* _Exercise instructions_
Transcribe every entry word for word.

***

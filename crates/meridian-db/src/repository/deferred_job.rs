//! # Deferred Job Repository
//!
//! Hardware work parked while the terminal is in safe mode. A job leaves
//! the `pending` state exactly once: either flushed to the device or
//! abandoned after too many failed dispatches.

use chrono::{DateTime, Utc};
use sqlx::SqlitePool;

use super::{from_millis, opt_from_millis, to_millis};
use crate::error::{DbError, DbResult};
use meridian_core::{DeferredJob, DeferredJobStatus, HardwareJob, HardwareJobKind};

#[derive(Debug, sqlx::FromRow)]
struct DeferredJobRow {
    job_id: String,
    terminal_id: String,
    session_id: Option<String>,
    kind: HardwareJobKind,
    payload: String,
    status: DeferredJobStatus,
    attempts: i64,
    last_error: Option<String>,
    created_ms: i64,
    flushed_ms: Option<i64>,
}

impl DeferredJobRow {
    fn into_job(self) -> DbResult<DeferredJob> {
        const ENTITY: &str = "deferred_job";
        let id = self.job_id.as_str();
        Ok(DeferredJob {
            created_at: from_millis(ENTITY, id, self.created_ms)?,
            flushed_at: opt_from_millis(ENTITY, id, self.flushed_ms)?,
            job: HardwareJob {
                payload: serde_json::from_str(&self.payload)
                    .map_err(|e| DbError::corrupt(ENTITY, id, e))?,
                job_id: self.job_id,
                kind: self.kind,
                session_id: self.session_id,
            },
            terminal_id: self.terminal_id,
            status: self.status,
            attempts: self.attempts,
            last_error: self.last_error,
        })
    }
}

#[derive(Debug, Clone)]
pub struct DeferredJobRepository {
    pool: SqlitePool,
}

impl DeferredJobRepository {
    pub fn new(pool: SqlitePool) -> Self {
        DeferredJobRepository { pool }
    }

    /// Parks a job. Deferring the same job id twice is a no-op.
    pub async fn defer(
        &self,
        terminal_id: &str,
        job: &HardwareJob,
        now: DateTime<Utc>,
    ) -> DbResult<bool> {
        let result = sqlx::query(
            r#"
            INSERT INTO deferred_jobs (
                job_id, terminal_id, session_id, kind, payload, status, attempts, created_ms
            ) VALUES (?1, ?2, ?3, ?4, ?5, 'pending', 0, ?6)
            ON CONFLICT(job_id) DO NOTHING
            "#,
        )
        .bind(&job.job_id)
        .bind(terminal_id)
        .bind(&job.session_id)
        .bind(job.kind)
        .bind(job.payload.to_string())
        .bind(to_millis(now))
        .execute(&self.pool)
        .await?;

        Ok(result.rows_affected() > 0)
    }

    /// Pending jobs in the order they were deferred.
    pub async fn pending(&self, terminal_id: &str, limit: u32) -> DbResult<Vec<DeferredJob>> {
        let rows: Vec<DeferredJobRow> = sqlx::query_as(
            r#"
            SELECT job_id, terminal_id, session_id, kind, payload, status, attempts,
                   last_error, created_ms, flushed_ms
            FROM deferred_jobs
            WHERE terminal_id = ?1 AND status = 'pending'
            ORDER BY created_ms ASC, rowid ASC
            LIMIT ?2
            "#,
        )
        .bind(terminal_id)
        .bind(limit)
        .fetch_all(&self.pool)
        .await?;

        rows.into_iter().map(DeferredJobRow::into_job).collect()
    }

    pub async fn get(&self, job_id: &str) -> DbResult<Option<DeferredJob>> {
        let row: Option<DeferredJobRow> = sqlx::query_as(
            r#"
            SELECT job_id, terminal_id, session_id, kind, payload, status, attempts,
                   last_error, created_ms, flushed_ms
            FROM deferred_jobs
            WHERE job_id = ?1
            "#,
        )
        .bind(job_id)
        .fetch_optional(&self.pool)
        .await?;

        row.map(DeferredJobRow::into_job).transpose()
    }

    /// Claims a pending job as flushed. Only the first caller gets `true`.
    pub async fn mark_flushed(&self, job_id: &str, now: DateTime<Utc>) -> DbResult<bool> {
        let result = sqlx::query(
            r#"
            UPDATE deferred_jobs SET
                status = 'flushed',
                attempts = attempts + 1,
                flushed_ms = ?2
            WHERE job_id = ?1 AND status = 'pending'
            "#,
        )
        .bind(job_id)
        .bind(to_millis(now))
        .execute(&self.pool)
        .await?;

        Ok(result.rows_affected() > 0)
    }

    /// Counts a failed dispatch; the job is abandoned once `max_attempts`
    /// is reached. Returns the new status.
    pub async fn record_failure(
        &self,
        job_id: &str,
        error: &str,
        max_attempts: i64,
    ) -> DbResult<Option<DeferredJobStatus>> {
        let status: Option<DeferredJobStatus> = sqlx::query_scalar(
            r#"
            UPDATE deferred_jobs SET
                attempts = attempts + 1,
                last_error = ?2,
                status = CASE WHEN attempts + 1 >= ?3 THEN 'abandoned' ELSE 'pending' END
            WHERE job_id = ?1 AND status = 'pending'
            RETURNING status
            "#,
        )
        .bind(job_id)
        .bind(error)
        .bind(max_attempts)
        .fetch_optional(&self.pool)
        .await?;

        Ok(status)
    }

    pub async fn count_pending(&self, terminal_id: &str) -> DbResult<i64> {
        let count: i64 = sqlx::query_scalar(
            "SELECT COUNT(*) FROM deferred_jobs WHERE terminal_id = ?1 AND status = 'pending'",
        )
        .bind(terminal_id)
        .fetch_one(&self.pool)
        .await?;
        Ok(count)
    }
}

#[cfg(test)]
mod tests {
    use super::*;
    use crate::{Database, DbConfig};
    use serde_json::json;

    async fn repo() -> DeferredJobRepository {
        Database::new(DbConfig::in_memory()).await.unwrap().deferred_jobs()
    }

    #[tokio::test]
    async fn test_flush_claims_once() {
        let repo = repo().await;
        let job = HardwareJob::new(HardwareJobKind::Receipt, Some("s-1".into()), json!({ "lines": 3 }));

        assert!(repo.defer("T", &job, Utc::now()).await.unwrap());
        assert!(!repo.defer("T", &job, Utc::now()).await.unwrap());

        let pending = repo.pending("T", 10).await.unwrap();
        assert_eq!(pending.len(), 1);
        assert_eq!(pending[0].job, job);

        assert!(repo.mark_flushed(&job.job_id, Utc::now()).await.unwrap());
        assert!(!repo.mark_flushed(&job.job_id, Utc::now()).await.unwrap());
        assert_eq!(repo.count_pending("T").await.unwrap(), 0);

        let stored = repo.get(&job.job_id).await.unwrap().unwrap();
        assert_eq!(stored.status, DeferredJobStatus::Flushed);
        assert!(stored.flushed_at.is_some());
    }

    #[tokio::test]
    async fn test_abandoned_after_max_attempts() {
        let repo = repo().await;
        let job = HardwareJob::new(HardwareJobKind::CashDrawer, None, json!({}));
        repo.defer("T", &job, Utc::now()).await.unwrap();

        assert_eq!(
            repo.record_failure(&job.job_id, "paper out", 2).await.unwrap(),
            Some(DeferredJobStatus::Pending)
        );
        assert_eq!(
            repo.record_failure(&job.job_id, "paper out", 2).await.unwrap(),
            Some(DeferredJobStatus::Abandoned)
        );
        assert_eq!(repo.record_failure(&job.job_id, "x", 2).await.unwrap(), None);
        assert!(repo.pending("T", 10).await.unwrap().is_empty());
    }
}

***

* _Exercise solution_
filename crates/meridian-db/src/repository/deferred_job.rs
//! # Deferred Job Repository
//!
//! Hardware work parked while the terminal is in safe mode. A job leaves
//! the `pending` state exactly once: either flushed to the device or
//! abandoned after too many failed dispatches.

use chrono::{DateTime, Utc};
use sqlx::SqlitePool;

use super::{from_millis, opt_from_millis, to_millis};
use crate::error::{DbError, DbResult};
use meridian_core::{DeferredJob, DeferredJobStatus, HardwareJob, HardwareJobKind};

#[derive(Debug, sqlx::FromRow)]
struct DeferredJobRow {
    job_id: String,
    terminal_id: String,
    session_id: Option<String>,
    kind: HardwareJobKind,
    payload: String,
    status: DeferredJobStatus,
    attempts: i64,
    last_error: Option<String>,
    created_ms: i64,
    flushed_ms: Option<i64>,
}

impl DeferredJobRow {
    fn into_job(self) -> DbResult<DeferredJob> {
        const ENTITY: &str = "deferred_job";
        let id = self.job_id.as_str();
        Ok(DeferredJob {
            created_at: from_millis(ENTITY, id, self.created_ms)?,
            flushed_at: opt_from_millis(ENTITY, id, self.flushed_ms)?,
            job: HardwareJob {
                payload: serde_json::from_str(&self.payload)
                    .map_err(|e| DbError::corrupt(ENTITY, id, e))?,
                job_id: self.job_id,
                kind: self.kind,
                session_id: self.session_id,
            },
            terminal_id: self.terminal_id,
            status: self.status,
            attempts: self.attempts,
            last_error: self.last_error,
        })
    }
}

#[derive(Debug, Clone)]
pub struct DeferredJobRepository {
    pool: SqlitePool,
}

impl DeferredJobRepository {
    pub fn new(pool: SqlitePool) -> Self {
        DeferredJobRepository { pool }
    }

    /// Parks a job. Deferring the same job id twice is a no-op.
    pub async fn defer(
        &self,
        terminal_id: &str,
        job: &HardwareJob,
        now: DateTime<Utc>,
    ) -> DbResult<bool> {
        let result = sqlx::query(
            r#"
            INSERT INTO deferred_jobs (
                job_id, terminal_id, session_id, kind, payload, status, attempts, created_ms
            ) VALUES (?1, ?2, ?3, ?4, ?5, 'pending', 0, ?6)
            ON CONFLICT(job_id) DO NOTHING
            "#,
        )
        .bind(&job.job_id)
        .bind(terminal_id)
        .bind(&job.session_id)
        .bind(job.kind)
        .bind(job.payload.to_string())
        .bind(to_millis(now))
        .execute(&self.pool)
        .await?;

        Ok(result.rows_affected() > 0)
    }

    /// Pending jobs in the order they were deferred.
    pub async fn pending(&self, terminal_id: &str, limit: u32) -> DbResult<Vec<DeferredJob>> {
        let rows: Vec<DeferredJobRow> = sqlx::query_as(
            r#"
            SELECT job_id, terminal_id, session_id, kind, payload, status, attempts,
                   last_error, created_ms, flushed_ms
            FROM deferred_jobs
            WHERE terminal_id = ?1 AND status = 'pending'
            ORDER BY created_ms ASC, rowid ASC
            LIMIT ?2
            "#,
        )
        .bind(terminal_id)
        .bind(limit)
        .fetch_all(&self.pool)
        .await?;

        rows.into_iter().map(DeferredJobRow::into_job).collect()
    }

    pub async fn get(&self, job_id: &str) -> DbResult<Option<DeferredJob>> {
        let row: Option<DeferredJobRow> = sqlx::query_as(
            r#"
            SELECT job_id, terminal_id, session_id, kind, payload, status, attempts,
                   last_error, created_ms, flushed_ms
            FROM deferred_jobs
            WHERE job_id = ?1
            "#,
        )
        .bind(job_id)
        .fetch_optional(&self.pool)
        .await?;

        row.map(DeferredJobRow::into_job).transpose()
    }

    /// Claims a pending job as flushed. Only the first caller gets `true`.
    pub async fn mark_flushed(&self, job_id: &str, now: DateTime<Utc>) -> DbResult<bool> {
        let result = sqlx::query(
            r#"
            UPDATE deferred_jobs SET
                status = 'flushed',
                attempts = attempts + 1,
                flushed_ms = ?2
            WHERE job_id = ?1 AND status = 'pending'
            "#,
        )
        .bind(job_id)
        .bind(to_millis(now))
        .execute(&self.pool)
        .await?;

        Ok(result.rows_affected() > 0)
    }

    /// Counts a failed dispatch; the job is abandoned once `max_attempts`
    /// is reached. Returns the new status.
    pub async fn record_failure(
        &self,
        job_id: &str,
        error: &str,
        max_attempts: i64,
    ) -> DbResult<Option<DeferredJobStatus>> {
        let status: Option<DeferredJobStatus> = sqlx::query_scalar(
            r#"
            UPDATE deferred_jobs SET
                attempts = attempts + 1,
                last_error = ?2,
                status = CASE WHEN attempts + 1 >= ?3 THEN 'abandoned' ELSE 'pending' END
            WHERE job_id = ?1 AND status = 'pending'
            RETURNING status
            "#,
        )
        .bind(job_id)
        .bind(error)
        .bind(max_attempts)
        .fetch_optional(&self.pool)
        .await?;

        Ok(status)
    }

    pub async fn count_pending(&self, terminal_id: &str) -> DbResult<i64> {
        let count: i64 = sqlx::query_scalar(
            "SELECT COUNT(*) FROM deferred_jobs WHERE terminal_id = ?1 AND status = 'pending'",
        )
        .bind(terminal_id)
        .fetch_one(&self.pool)
        .await?;
        Ok(count)
    }
}

#[cfg(test)]
mod tests {
    use super::*;
    use crate::{Database, DbConfig};
    use serde_json::json;

    async fn repo() -> DeferredJobRepository {
        Database::new(DbConfig::in_memory()).await.unwrap().deferred_jobs()
    }

    #[tokio::test]
    async fn test_flush_claims_once() {
        let repo = repo().await;
        let job = HardwareJob::new(HardwareJobKind::Receipt, Some("s-1".into()), json!({ "lines": 3 }));

        assert!(repo.defer("T", &job, Utc::now()).await.unwrap());
        assert!(!repo.defer("T", &job, Utc::now()).await.unwrap());

        let pending = repo.pending("T", 10).await.unwrap();
        assert_eq!(pending.len(), 1);
        assert_eq!(pending[0].job, job);

        assert!(repo.mark_flushed(&job.job_id, Utc::now()).await.unwrap());
        assert!(!repo.mark_flushed(&job.job_id, Utc::now()).await.unwrap());
        assert_eq!(repo.count_pending("T").await.unwrap(), 0);

        let stored = repo.get(&job.job_id).await.unwrap().unwrap();
        assert_eq!(stored.status, DeferredJobStatus::Flushed);
        assert!(stored.flushed_at.is_some());
    }

    #[tokio::test]
    async fn test_abandoned_after_max_attempts() {
        let repo = repo().await;
        let job = HardwareJob::new(HardwareJobKind::CashDrawer, None, json!({}));
        repo.defer("T", &job, Utc::now()).await.unwrap();

        assert_eq!(
            repo.record_failure(&job.job_id, "paper out", 2).await.unwrap(),
            Some(DeferredJobStatus::Pending)
        );
        assert_eq!(
            repo.record_failure(&job.job_id, "paper out", 2).await.unwrap(),
            Some(DeferredJobStatus::Abandoned)
        );
        assert_eq!(repo.record_failure(&job.job_id, "x", 2).await.unwrap(), None);
        assert!(repo.pending("T", 10).await.unwrap().is_empty());
    }
}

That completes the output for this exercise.